DAKAR (Reuters) - Schools in Senegal will shut until March 15, the education ministry said on Sunday, after days of violent protests that have paralysed parts of the capital Dakar and are expected to continue next week.
At least five people have died in demonstrations sparked by the arrest on Wednesday of Ousmane Sonko, Senegal’s most prominent opposition leader. It is the worst political unrest in years in a country widely seen as one of West Africa’s most stable.
Sonko, who enjoys strong support among the young, was arrested after an employee of a beauty salon accused him of raping her. Sonko denies the allegation and says it is politically motivated.
Opponents of President Macky Sall have called for further protests on Monday.
The education ministry “strongly recommends that students’ parents keep a close eye on their children and keep them from the risks that come from the protests,” it said in a statement.
Much of Dakar turned into a war zone last week as police clashed with thousands of angry protesters. Many shops, gas stations and banks were closed for days. Large queues formed for petrol and groceries on Sunday, during what is expected to be a brief respite in the unrest.

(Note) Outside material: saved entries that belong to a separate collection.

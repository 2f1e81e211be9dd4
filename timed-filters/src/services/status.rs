//! Read-only inspection of the installed job
//!
//! None of this takes the lock or validates options: it only reports what
//! the store and the trigger registry hold right now.

use crate::state::{Job, PersistedState};
use crate::types::error::Result;
use crate::types::Trigger;

#[derive(Debug, Clone, PartialEq, Eq)]
pub struct JobStatus {
    pub version: Option<u32>,
    pub total: u64,
    pub triggers: Vec<Trigger>,
}

impl Job {
    pub fn status(&self) -> Result<JobStatus> {
        let state = PersistedState::new(self.store.as_ref());
        Ok(JobStatus {
            version: state.version()?,
            total: state.total()?,
            triggers: self.triggers.list()?,
        })
    }
}

/// One crontab entry per trigger, each running `program dispatch <handler>`.
pub fn render_crontab(triggers: &[Trigger], program: &str) -> String {
    triggers
        .iter()
        .map(|trigger| {
            let command = format!("{} dispatch {}", program, trigger.handler);
            trigger.schedule.crontab(&command)
        })
        .collect::<Vec<_>>()
        .join("\n")
}
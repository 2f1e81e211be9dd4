//! Concrete collaborators: SQLite state, shell-command mailbox and mail
//! transport, environment identity.

pub mod command;
pub mod identity;
pub mod sqlite;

Political pressure has mounted on President Sall, whose presidency has been plagued by accusations that he unjustly torpedoes political rivals and worries that he may seek to extend his rule beyond his allotted two-term limit.
The economic devastation caused by the COVID-19 pandemic and a nightly curfew to contain its spread have only stoked frustrations.
Pressure increased on Saturday after a 17-year-old boy was killed by gunfire in southern Senegal.
The influential League of Imams and Preachers of Senegal on Sunday called for the release of Sonko and a “return to calm”.